Benefits of Growing Tomatoes Vertically

Developing leaves and vines of clusters of red and round fruits in a well lit area
There are several benefits to developing the plants upright.

Without upright support, tomatoes with long, sprawling vines run along the ground. We’re familiar with staking, caging, or trellising our vines for support as they grow. And, the right upward structure brings advantages beyond supporting stems with their weighty fruits. Plus, we get a good view as they ripen. Use upright supports in pots, raised beds, and in the ground.

  • Saves space: Growing tomatoes vertically keeps them contained in an organized area. It maximizes planting area with closer spacing, while still allowing airflow for them and other crops. 
  • Prevents disease: Lifting the vines properly improves air circulation for overall health. Conditions are less damp and crowded, helping keep fungal problems like powdery mildew and leaf spot at bay. With less irrigation splashing on leaves and a faster dry time, fungal conditions decrease.
  • Reduces pest access: Upright growth limits easy access for pests to the ripening fruits. It also makes pest damage easier to see early on.
  • Even sun exposure: In the right position, elevating leaves and stems allows sunlight to reach the whole plant. Vertical growth also lets the canopy protect the developing fruits from sunscald.

Plant Selection and Installation

Our trellising options depend on whether a tomato is determinate or indeterminate.

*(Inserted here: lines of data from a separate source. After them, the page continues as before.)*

//! Per-sport statistical summaries and team rollups.

use crate::dto::analytics::{
    AnalyticsSummary, AthleteAnalytics, BasketballBreakdown, BestGame, FootballBreakdown,
    SoccerBreakdown, SportBreakdown, TeamAnalyticsSummary, TeamBasketballBreakdown,
    TeamBreakdown, TrendPoint,
};
use crate::models::{BasketballStats, FootballStats, MetricRecord, SoccerStats, Sport};
use crate::services::ratio::{mean, round1};

/// Summarizes `records` using the field set of `sport`.
///
/// Counters missing from a record (including every counter of a record from
/// another sport) count as 0; no record is skipped. Percentages are averaged
/// per game, not pooled over makes and attempts.
pub fn summarize(records: &[MetricRecord], sport: Sport) -> AnalyticsSummary {
    if records.is_empty() {
        return AnalyticsSummary::default();
    }

    let breakdown = match sport {
        Sport::Basketball => Some(SportBreakdown::Basketball(basketball(records))),
        Sport::Soccer => Some(SportBreakdown::Soccer(soccer(records))),
        Sport::Football => Some(SportBreakdown::Football(football(records))),
        Sport::Baseball | Sport::Volleyball => None,
    };

    AnalyticsSummary {
        total_games: records.len(),
        breakdown,
    }
}

fn basketball(records: &[MetricRecord]) -> BasketballBreakdown {
    let games: Vec<BasketballStats> = records
        .iter()
        .map(|r| r.stats.as_basketball().cloned().unwrap_or_default())
        .collect();
    let average = |f: fn(&BasketballStats) -> f64| round1(mean(games.iter().map(f)));

    let best_game = records
        .iter()
        .zip(&games)
        .fold(BestGame::default(), |best, (record, stats)| {
            if stats.points > best.points {
                BestGame {
                    record_id: Some(record.record_id),
                    session_date: Some(record.session_date),
                    opponent: record.opponent.clone(),
                    points: stats.points,
                    rebounds: stats.rebounds,
                    assists: stats.assists,
                }
            } else {
                best
            }
        });

    BasketballBreakdown {
        average_points: average(|s| s.points.into()),
        average_rebounds: average(|s| s.rebounds.into()),
        average_assists: average(|s| s.assists.into()),
        average_field_goal_percentage: average(BasketballStats::field_goal_percentage),
        average_three_point_percentage: average(BasketballStats::three_point_percentage),
        average_free_throw_percentage: average(BasketballStats::free_throw_percentage),
        best_game,
    }
}

fn soccer(records: &[MetricRecord]) -> SoccerBreakdown {
    let games: Vec<SoccerStats> = records
        .iter()
        .map(|r| r.stats.as_soccer().cloned().unwrap_or_default())
        .collect();

    SoccerBreakdown {
        total_goals: games.iter().map(|s| u64::from(s.goals)).sum(),
        total_assists: games.iter().map(|s| u64::from(s.assists)).sum(),
        average_pass_accuracy: round1(mean(games.iter().map(SoccerStats::pass_accuracy))),
        average_shots: round1(mean(games.iter().map(|s| f64::from(s.shots)))),
    }
}

fn football(records: &[MetricRecord]) -> FootballBreakdown {
    let games: Vec<FootballStats> = records
        .iter()
        .map(|r| r.stats.as_football().cloned().unwrap_or_default())
        .collect();

    FootballBreakdown {
        total_passing_yards: games.iter().map(|s| u64::from(s.passing_yards)).sum(),
        total_rushing_yards: games.iter().map(|s| u64::from(s.rushing_yards)).sum(),
        total_touchdowns: games.iter().map(|s| u64::from(s.touchdowns)).sum(),
        average_completion_percentage: round1(mean(
            games.iter().map(FootballStats::completion_percentage),
        )),
    }
}

/// Chart series in input order, one point per record.
///
/// Lazy and side-effect free: calling it again on the same slice starts over.
pub fn trend_data(records: &[MetricRecord]) -> impl Iterator<Item = TrendPoint> + '_ {
    records.iter().map(|record| TrendPoint {
        session_date: record.session_date,
        counters: record.stats.trend_counters(),
    })
}

/// Rolls per-athlete summaries into team averages.
///
/// An empty roster yields a zero-valued summary.
pub fn team_summarize(athletes: &[AthleteAnalytics], sport: Sport) -> TeamAnalyticsSummary {
    if athletes.is_empty() {
        return TeamAnalyticsSummary {
            sport,
            athlete_count: 0,
            average_total_games: 0.0,
            average_goal_progress: 0.0,
            breakdown: None,
        };
    }

    let average_total_games = round1(mean(athletes.iter().map(|a| a.summary.total_games as f64)));
    let average_goal_progress = round1(mean(
        athletes
            .iter()
            .map(|a| f64::from(a.goal_progress.average_progress)),
    ));

    let breakdown = match sport {
        Sport::Basketball => Some(TeamBreakdown::Basketball(team_basketball(athletes))),
        Sport::Soccer => Some(TeamBreakdown::Soccer(team_soccer(athletes))),
        Sport::Football => Some(TeamBreakdown::Football(team_football(athletes))),
        Sport::Baseball | Sport::Volleyball => None,
    };

    TeamAnalyticsSummary {
        sport,
        athlete_count: athletes.len(),
        average_total_games,
        average_goal_progress,
        breakdown,
    }
}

The type makes a difference in the support structure size and configuration. Some dwarf varieties like ‘Patio Choice Yellow’ and ‘Cherry Falls’ are compact and don’t need any support. These are prime for containers and even hanging baskets.

Determinate vs. Indeterminate

Bright yellow 'Firefly' crops dangle in a cluster on a vine, vibrant against the blurred backdrop.
Bush-type varieties produce all at once in a set size, while indeterminate varieties produce fruits all season.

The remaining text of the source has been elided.